* _WHAT TO PRODUCE_
Retype the whole of the data exactly.

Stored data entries
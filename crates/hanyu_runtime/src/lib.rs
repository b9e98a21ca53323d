//! Sentence aggregation, serialization, and CLI support for Hanyu.
//!
//! This crate provides:
//! - [`realise_sentence`] - Realises a tree and punctuates the result
//! - [`Document`] - A tree and its root, saved and loaded as `MessagePack`
//! - [`DEMOS`] - Built-in example sentences for the `hanyu` binary

#![warn(missing_docs)]
#![warn(clippy::all)]
#![warn(clippy::pedantic)]

pub mod aggregate;
pub mod demos;
pub mod serialize;

pub use aggregate::{Sentence, aggregate, realise_sentence, realise_sentence_with};
pub use demos::{DEMOS, Demo};
pub use serialize::{Document, from_bytes, load_from_file, save_to_file, to_bytes};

* _SOLVED PROBLEM_
filename crates/hanyu_runtime/src/lib.rs
repository b9e98a21ca53323d
//! Sentence aggregation, serialization, and CLI support for Hanyu.
//!
//! This crate provides:
//! - [`realise_sentence`] - Realises a tree and punctuates the result
//! - [`Document`] - A tree and its root, saved and loaded as `MessagePack`
//! - [`DEMOS`] - Built-in example sentences for the `hanyu` binary

#![warn(missing_docs)]
#![warn(clippy::all)]
#![warn(clippy::pedantic)]

pub mod aggregate;
pub mod demos;
pub mod serialize;

pub use aggregate::{Sentence, aggregate, realise_sentence, realise_sentence_with};
pub use demos::{DEMOS, Demo};
pub use serialize::{Document, from_bytes, load_from_file, save_to_file, to_bytes};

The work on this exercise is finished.